• GOAL OF THE EXERCISE: Reproduce the entries below, please. Keep every character the same.

Stored data entries:
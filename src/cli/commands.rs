use crate::cli::{format_bytes, parse_query_pair, parse_s3_path};
use crate::core::Core;
use crate::s3::signer::{self, EMPTY_SHA256, UNSIGNED_PAYLOAD};
use crate::s3::QueryParams;
use crate::transfer::{self, TransferOutcome};
use anyhow::{Context, Result};
use bytes::Bytes;
use chrono::{DateTime, Duration, Utc};
use std::io::Write;
use std::path::Path;
use tokio_util::sync::CancellationToken;

fn print_outcome(outcome: &TransferOutcome) {
    match &outcome.upload_id {
        Some(upload_id) => println!(
            "  {} in {} parts (upload {})",
            format_bytes(outcome.bytes),
            outcome.parts,
            upload_id
        ),
        None => println!("  {} in a single request", format_bytes(outcome.bytes)),
    }
    if let Some(etag) = &outcome.etag {
        println!("  etag {}", etag);
    }
}

/// Copy an object between profiles
pub async fn cmd_cp(
    core: &Core,
    source: &str,
    destination: &str,
    from_profile: Option<&str>,
    to_profile: Option<&str>,
    cancel: &CancellationToken,
) -> Result<()> {
    let src = parse_s3_path(source)?;
    let dst = parse_s3_path(destination)?;
    let src_key = src.key_or_err()?;
    // Copying into a "directory" keeps the source file name
    let dst_key = match dst.key.as_deref() {
        Some(key) if !key.ends_with('/') => key.to_string(),
        Some(prefix) => format!("{}{}", prefix, file_name(src_key)),
        None => file_name(src_key).to_string(),
    };

    let src_bucket = core.bucket(from_profile, src.bucket.as_deref())?;
    let dst_bucket = core.bucket(to_profile, dst.bucket.as_deref())?;
    let source_client = core.client(from_profile)?;
    let target_client = core.client(to_profile)?;

    println!(
        "s3://{}/{} -> s3://{}/{}",
        src_bucket, src_key, dst_bucket, dst_key
    );

    let outcome = transfer::copy(
        &source_client,
        &src_bucket,
        src_key,
        &target_client,
        &dst_bucket,
        &dst_key,
        &core.config.transfer,
        cancel,
    )
    .await?;

    print_outcome(&outcome);
    Ok(())
}

/// Upload a local file
pub async fn cmd_put(
    core: &Core,
    local: &Path,
    destination: &str,
    cancel: &CancellationToken,
) -> Result<()> {
    let dst = parse_s3_path(destination)?;
    let local_name = local
        .file_name()
        .and_then(|n| n.to_str())
        .ok_or_else(|| anyhow::anyhow!("{} is not a file", local.display()))?;
    let key = match dst.key.as_deref() {
        Some(key) if !key.ends_with('/') => key.to_string(),
        Some(prefix) => format!("{}{}", prefix, local_name),
        None => local_name.to_string(),
    };

    let data = tokio::fs::read(local)
        .await
        .with_context(|| format!("Failed to read {}", local.display()))?;

    let bucket = core.bucket(None, dst.bucket.as_deref())?;
    println!("{} -> s3://{}/{}", local.display(), bucket, key);

    let client = core.client(None)?;
    let outcome = transfer::upload(
        &client,
        &bucket,
        &key,
        Bytes::from(data),
        &core.config.transfer,
        cancel,
    )
    .await?;

    print_outcome(&outcome);
    Ok(())
}

/// List in-progress multipart uploads
pub async fn cmd_uploads(core: &Core, path: &str) -> Result<()> {
    let path = parse_s3_path(path)?;
    let bucket = core.bucket(None, path.bucket.as_deref())?;
    let client = core.client(None)?;

    let uploads = transfer::list_stale_uploads(&client, &bucket, path.key.as_deref()).await?;

    let stdout = std::io::stdout();
    let mut out = std::io::BufWriter::new(stdout.lock());
    for upload in &uploads {
        writeln!(
            out,
            "{:<24}  {}  {}",
            upload.initiated.as_deref().unwrap_or("-"),
            upload.upload_id,
            upload.key
        )?;
    }
    writeln!(out, "{} in-progress upload(s)", uploads.len())?;
    out.flush()?;
    Ok(())
}

/// Abort one upload, or every upload older than a cut-off
pub async fn cmd_gc(
    core: &Core,
    path: &str,
    upload_id: Option<&str>,
    older_than_hours: Option<u64>,
) -> Result<()> {
    let path = parse_s3_path(path)?;
    let bucket = core.bucket(None, path.bucket.as_deref())?;
    let client = core.client(None)?;

    if let Some(upload_id) = upload_id {
        let key = path.key_or_err()?;
        transfer::abort_upload(&client, &bucket, key, upload_id).await?;
        println!("aborted {} ({})", upload_id, key);
        return Ok(());
    }

    let cutoff = older_than_hours
        .map(|hours| {
            i64::try_from(hours)
                .ok()
                .and_then(Duration::try_hours)
                .map(|age| Utc::now() - age)
                .ok_or_else(|| anyhow::anyhow!("--older-than-hours {} is out of range", hours))
        })
        .transpose()?;

    let report = transfer::abort_stale_uploads(&client, &bucket, cutoff).await?;

    for upload in &report.aborted {
        println!("aborted  {}  {}", upload.upload_id, upload.key);
    }
    for upload in &report.skipped {
        println!("skipped  {}  {} (unknown initiation time)", upload.upload_id, upload.key);
    }
    for (upload, error) in &report.failed {
        println!("FAILED   {}  {}: {}", upload.upload_id, upload.key, error);
    }

    if !report.failed.is_empty() {
        anyhow::bail!(
            "{} of {} aborts failed",
            report.failed.len(),
            report.failed.len() + report.aborted.len()
        );
    }
    Ok(())
}

/// Print the canonical request and Authorization header for a request
pub async fn cmd_sign(
    core: &Core,
    method: &str,
    path: &str,
    query: &[String],
    payload: Option<&Path>,
    unsigned: bool,
    timestamp: Option<&str>,
) -> Result<()> {
    let path = parse_s3_path(path)?;
    let bucket = core.bucket(None, path.bucket.as_deref())?;
    let profile = core.profile(None)?;
    let endpoint = crate::s3::Endpoint::parse(&profile.endpoint)
        .with_context(|| format!("Invalid endpoint in profile: {}", profile.endpoint))?;

    let query = query
        .iter()
        .map(|raw| parse_query_pair(raw))
        .collect::<Result<QueryParams>>()?;
    let target = endpoint.target(Some(&bucket), path.key.as_deref().unwrap_or(""), &query);

    let payload_hash = match (payload, unsigned) {
        (_, true) => UNSIGNED_PAYLOAD.to_string(),
        (Some(file), false) => {
            let data = tokio::fs::read(file)
                .await
                .with_context(|| format!("Failed to read {}", file.display()))?;
            signer::payload_hash(&data)
        }
        (None, false) => EMPTY_SHA256.to_string(),
    };

    let now = match timestamp {
        Some(raw) => DateTime::parse_from_rfc3339(raw)
            .with_context(|| format!("Invalid --timestamp {:?}", raw))?
            .with_timezone(&Utc),
        None => Utc::now(),
    };

    let method = method.to_ascii_uppercase();
    let credentials = profile.credentials();
    let canonical = signer::canonical_request(
        &method,
        &target.host,
        &target.canonical_path,
        &target.canonical_query,
        &payload_hash,
        &signer::amz_date(&now),
    );
    let authorization = signer::sign(
        &method,
        &target.host,
        &target.canonical_path,
        &target.canonical_query,
        &payload_hash,
        &credentials.region,
        &credentials.access_key,
        &credentials.secret_key,
        &now,
    );

    println!("URL: {}", target.url);
    println!();
    println!("Canonical request:\n{}", canonical);
    println!();
    println!(
        "String to sign:\n{}",
        signer::string_to_sign(&now, &credentials.region, &canonical)
    );
    println!();
    println!("host: {}", target.host);
    println!("x-amz-date: {}", signer::amz_date(&now));
    println!("x-amz-content-sha256: {}", payload_hash);
    if let Some(token) = &credentials.session_token {
        println!("x-amz-security-token: {}", token);
    }
    println!("authorization: {}", authorization);
    Ok(())
}

fn file_name(key: &str) -> &str {
    key.rsplit('/').next().unwrap_or(key)
}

• RESPONSE TO THIS TASK:
filename src/cli/commands.rs
use crate::cli::{format_bytes, parse_query_pair, parse_s3_path};
use crate::core::Core;
use crate::s3::signer::{self, EMPTY_SHA256, UNSIGNED_PAYLOAD};
use crate::s3::QueryParams;
use crate::transfer::{self, TransferOutcome};
use anyhow::{Context, Result};
use bytes::Bytes;
use chrono::{DateTime, Duration, Utc};
use std::io::Write;
use std::path::Path;
use tokio_util::sync::CancellationToken;

fn print_outcome(outcome: &TransferOutcome) {
    match &outcome.upload_id {
        Some(upload_id) => println!(
            "  {} in {} parts (upload {})",
            format_bytes(outcome.bytes),
            outcome.parts,
            upload_id
        ),
        None => println!("  {} in a single request", format_bytes(outcome.bytes)),
    }
    if let Some(etag) = &outcome.etag {
        println!("  etag {}", etag);
    }
}

/// Copy an object between profiles
pub async fn cmd_cp(
    core: &Core,
    source: &str,
    destination: &str,
    from_profile: Option<&str>,
    to_profile: Option<&str>,
    cancel: &CancellationToken,
) -> Result<()> {
    let src = parse_s3_path(source)?;
    let dst = parse_s3_path(destination)?;
    let src_key = src.key_or_err()?;
    // Copying into a "directory" keeps the source file name
    let dst_key = match dst.key.as_deref() {
        Some(key) if !key.ends_with('/') => key.to_string(),
        Some(prefix) => format!("{}{}", prefix, file_name(src_key)),
        None => file_name(src_key).to_string(),
    };

    let src_bucket = core.bucket(from_profile, src.bucket.as_deref())?;
    let dst_bucket = core.bucket(to_profile, dst.bucket.as_deref())?;
    let source_client = core.client(from_profile)?;
    let target_client = core.client(to_profile)?;

    println!(
        "s3://{}/{} -> s3://{}/{}",
        src_bucket, src_key, dst_bucket, dst_key
    );

    let outcome = transfer::copy(
        &source_client,
        &src_bucket,
        src_key,
        &target_client,
        &dst_bucket,
        &dst_key,
        &core.config.transfer,
        cancel,
    )
    .await?;

    print_outcome(&outcome);
    Ok(())
}

/// Upload a local file
pub async fn cmd_put(
    core: &Core,
    local: &Path,
    destination: &str,
    cancel: &CancellationToken,
) -> Result<()> {
    let dst = parse_s3_path(destination)?;
    let local_name = local
        .file_name()
        .and_then(|n| n.to_str())
        .ok_or_else(|| anyhow::anyhow!("{} is not a file", local.display()))?;
    let key = match dst.key.as_deref() {
        Some(key) if !key.ends_with('/') => key.to_string(),
        Some(prefix) => format!("{}{}", prefix, local_name),
        None => local_name.to_string(),
    };

    let data = tokio::fs::read(local)
        .await
        .with_context(|| format!("Failed to read {}", local.display()))?;

    let bucket = core.bucket(None, dst.bucket.as_deref())?;
    println!("{} -> s3://{}/{}", local.display(), bucket, key);

    let client = core.client(None)?;
    let outcome = transfer::upload(
        &client,
        &bucket,
        &key,
        Bytes::from(data),
        &core.config.transfer,
        cancel,
    )
    .await?;

    print_outcome(&outcome);
    Ok(())
}

/// List in-progress multipart uploads
pub async fn cmd_uploads(core: &Core, path: &str) -> Result<()> {
    let path = parse_s3_path(path)?;
    let bucket = core.bucket(None, path.bucket.as_deref())?;
    let client = core.client(None)?;

    let uploads = transfer::list_stale_uploads(&client, &bucket, path.key.as_deref()).await?;

    let stdout = std::io::stdout();
    let mut out = std::io::BufWriter::new(stdout.lock());
    for upload in &uploads {
        writeln!(
            out,
            "{:<24}  {}  {}",
            upload.initiated.as_deref().unwrap_or("-"),
            upload.upload_id,
            upload.key
        )?;
    }
    writeln!(out, "{} in-progress upload(s)", uploads.len())?;
    out.flush()?;
    Ok(())
}

/// Abort one upload, or every upload older than a cut-off
pub async fn cmd_gc(
    core: &Core,
    path: &str,
    upload_id: Option<&str>,
    older_than_hours: Option<u64>,
) -> Result<()> {
    let path = parse_s3_path(path)?;
    let bucket = core.bucket(None, path.bucket.as_deref())?;
    let client = core.client(None)?;

    if let Some(upload_id) = upload_id {
        let key = path.key_or_err()?;
        transfer::abort_upload(&client, &bucket, key, upload_id).await?;
        println!("aborted {} ({})", upload_id, key);
        return Ok(());
    }

    let cutoff = older_than_hours
        .map(|hours| {
            i64::try_from(hours)
                .ok()
                .and_then(Duration::try_hours)
                .map(|age| Utc::now() - age)
                .ok_or_else(|| anyhow::anyhow!("--older-than-hours {} is out of range", hours))
        })
        .transpose()?;

    let report = transfer::abort_stale_uploads(&client, &bucket, cutoff).await?;

    for upload in &report.aborted {
        println!("aborted  {}  {}", upload.upload_id, upload.key);
    }
    for upload in &report.skipped {
        println!("skipped  {}  {} (unknown initiation time)", upload.upload_id, upload.key);
    }
    for (upload, error) in &report.failed {
        println!("FAILED   {}  {}: {}", upload.upload_id, upload.key, error);
    }

    if !report.failed.is_empty() {
        anyhow::bail!(
            "{} of {} aborts failed",
            report.failed.len(),
            report.failed.len() + report.aborted.len()
        );
    }
    Ok(())
}

/// Print the canonical request and Authorization header for a request
pub async fn cmd_sign(
    core: &Core,
    method: &str,
    path: &str,
    query: &[String],
    payload: Option<&Path>,
    unsigned: bool,
    timestamp: Option<&str>,
) -> Result<()> {
    let path = parse_s3_path(path)?;
    let bucket = core.bucket(None, path.bucket.as_deref())?;
    let profile = core.profile(None)?;
    let endpoint = crate::s3::Endpoint::parse(&profile.endpoint)
        .with_context(|| format!("Invalid endpoint in profile: {}", profile.endpoint))?;

    let query = query
        .iter()
        .map(|raw| parse_query_pair(raw))
        .collect::<Result<QueryParams>>()?;
    let target = endpoint.target(Some(&bucket), path.key.as_deref().unwrap_or(""), &query);

    let payload_hash = match (payload, unsigned) {
        (_, true) => UNSIGNED_PAYLOAD.to_string(),
        (Some(file), false) => {
            let data = tokio::fs::read(file)
                .await
                .with_context(|| format!("Failed to read {}", file.display()))?;
            signer::payload_hash(&data)
        }
        (None, false) => EMPTY_SHA256.to_string(),
    };

    let now = match timestamp {
        Some(raw) => DateTime::parse_from_rfc3339(raw)
            .with_context(|| format!("Invalid --timestamp {:?}", raw))?
            .with_timezone(&Utc),
        None => Utc::now(),
    };

    let method = method.to_ascii_uppercase();
    let credentials = profile.credentials();
    let canonical = signer::canonical_request(
        &method,
        &target.host,
        &target.canonical_path,
        &target.canonical_query,
        &payload_hash,
        &signer::amz_date(&now),
    );
    let authorization = signer::sign(
        &method,
        &target.host,
        &target.canonical_path,
        &target.canonical_query,
        &payload_hash,
        &credentials.region,
        &credentials.access_key,
        &credentials.secret_key,
        &now,
    );

    println!("URL: {}", target.url);
    println!();
    println!("Canonical request:\n{}", canonical);
    println!();
    println!(
        "String to sign:\n{}",
        signer::string_to_sign(&now, &credentials.region, &canonical)
    );
    println!();
    println!("host: {}", target.host);
    println!("x-amz-date: {}", signer::amz_date(&now));
    println!("x-amz-content-sha256: {}", payload_hash);
    if let Some(token) = &credentials.session_token {
        println!("x-amz-security-token: {}", token);
    }
    println!("authorization: {}", authorization);
    Ok(())
}

fn file_name(key: &str) -> &str {
    key.rsplit('/').next().unwrap_or(key)
}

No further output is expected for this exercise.